PROBLEM DETAILS
Below are the records; tally the lines that include "Option" and report only the total.
++++++++++++++++++++
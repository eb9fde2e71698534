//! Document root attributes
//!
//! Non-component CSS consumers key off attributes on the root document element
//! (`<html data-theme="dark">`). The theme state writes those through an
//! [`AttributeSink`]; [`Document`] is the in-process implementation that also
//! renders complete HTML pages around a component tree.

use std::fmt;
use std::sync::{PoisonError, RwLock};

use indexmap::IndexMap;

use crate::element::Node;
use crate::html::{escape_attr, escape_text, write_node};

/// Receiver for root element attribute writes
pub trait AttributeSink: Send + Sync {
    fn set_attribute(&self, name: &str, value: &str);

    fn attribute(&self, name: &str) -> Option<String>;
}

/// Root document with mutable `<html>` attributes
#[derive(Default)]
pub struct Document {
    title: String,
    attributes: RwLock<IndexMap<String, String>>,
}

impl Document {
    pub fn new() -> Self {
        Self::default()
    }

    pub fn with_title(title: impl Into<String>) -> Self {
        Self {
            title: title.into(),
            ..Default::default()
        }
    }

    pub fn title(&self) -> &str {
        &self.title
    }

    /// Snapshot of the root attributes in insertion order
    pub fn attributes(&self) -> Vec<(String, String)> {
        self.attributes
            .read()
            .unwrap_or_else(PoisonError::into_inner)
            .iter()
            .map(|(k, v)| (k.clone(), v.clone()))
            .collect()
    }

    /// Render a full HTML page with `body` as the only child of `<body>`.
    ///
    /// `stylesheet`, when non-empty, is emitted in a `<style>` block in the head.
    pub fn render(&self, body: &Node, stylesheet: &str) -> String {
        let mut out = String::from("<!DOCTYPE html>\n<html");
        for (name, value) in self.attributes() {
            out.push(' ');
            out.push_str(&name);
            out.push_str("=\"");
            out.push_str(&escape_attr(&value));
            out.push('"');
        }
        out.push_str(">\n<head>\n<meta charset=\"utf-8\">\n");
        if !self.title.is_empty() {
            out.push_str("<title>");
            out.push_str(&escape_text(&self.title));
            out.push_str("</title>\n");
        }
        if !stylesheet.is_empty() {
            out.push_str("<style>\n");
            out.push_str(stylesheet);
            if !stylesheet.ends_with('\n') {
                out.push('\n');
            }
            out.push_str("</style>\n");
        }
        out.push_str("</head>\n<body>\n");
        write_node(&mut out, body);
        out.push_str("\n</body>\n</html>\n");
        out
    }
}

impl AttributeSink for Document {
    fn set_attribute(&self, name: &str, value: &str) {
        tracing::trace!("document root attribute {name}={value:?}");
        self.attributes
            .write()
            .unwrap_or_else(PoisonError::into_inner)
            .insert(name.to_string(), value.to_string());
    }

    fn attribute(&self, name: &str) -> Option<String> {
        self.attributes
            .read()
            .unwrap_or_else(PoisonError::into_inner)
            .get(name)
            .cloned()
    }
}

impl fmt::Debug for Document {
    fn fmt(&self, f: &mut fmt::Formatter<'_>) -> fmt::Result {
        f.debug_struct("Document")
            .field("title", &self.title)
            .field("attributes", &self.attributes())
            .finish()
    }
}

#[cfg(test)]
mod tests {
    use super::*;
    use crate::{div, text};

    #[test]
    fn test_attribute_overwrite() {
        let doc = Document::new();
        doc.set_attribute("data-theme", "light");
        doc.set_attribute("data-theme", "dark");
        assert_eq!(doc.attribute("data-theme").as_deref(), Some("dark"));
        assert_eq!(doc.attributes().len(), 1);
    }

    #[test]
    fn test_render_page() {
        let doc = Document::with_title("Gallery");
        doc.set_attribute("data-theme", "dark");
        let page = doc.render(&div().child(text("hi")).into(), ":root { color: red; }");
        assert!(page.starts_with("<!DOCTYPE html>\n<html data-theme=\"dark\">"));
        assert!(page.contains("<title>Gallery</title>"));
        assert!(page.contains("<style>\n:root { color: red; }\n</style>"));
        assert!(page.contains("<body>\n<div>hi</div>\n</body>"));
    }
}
++++++++++++++++++++
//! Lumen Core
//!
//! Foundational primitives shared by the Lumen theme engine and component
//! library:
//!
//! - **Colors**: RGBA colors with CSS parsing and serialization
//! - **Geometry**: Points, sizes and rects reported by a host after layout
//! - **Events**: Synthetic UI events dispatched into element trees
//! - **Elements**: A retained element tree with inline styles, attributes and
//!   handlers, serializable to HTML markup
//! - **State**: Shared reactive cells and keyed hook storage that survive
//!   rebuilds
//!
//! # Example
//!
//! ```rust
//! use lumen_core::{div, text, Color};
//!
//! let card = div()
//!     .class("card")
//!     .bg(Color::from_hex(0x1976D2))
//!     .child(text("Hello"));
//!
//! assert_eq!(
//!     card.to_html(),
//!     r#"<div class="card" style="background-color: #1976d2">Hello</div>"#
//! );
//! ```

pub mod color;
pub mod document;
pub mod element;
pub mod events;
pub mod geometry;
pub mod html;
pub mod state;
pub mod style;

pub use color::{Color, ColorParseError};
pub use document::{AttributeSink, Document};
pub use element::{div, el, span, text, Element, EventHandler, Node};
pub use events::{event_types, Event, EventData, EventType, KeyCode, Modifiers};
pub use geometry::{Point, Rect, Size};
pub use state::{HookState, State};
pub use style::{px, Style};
++++++++++++++++++++
ANSWER TO THIS TASK
2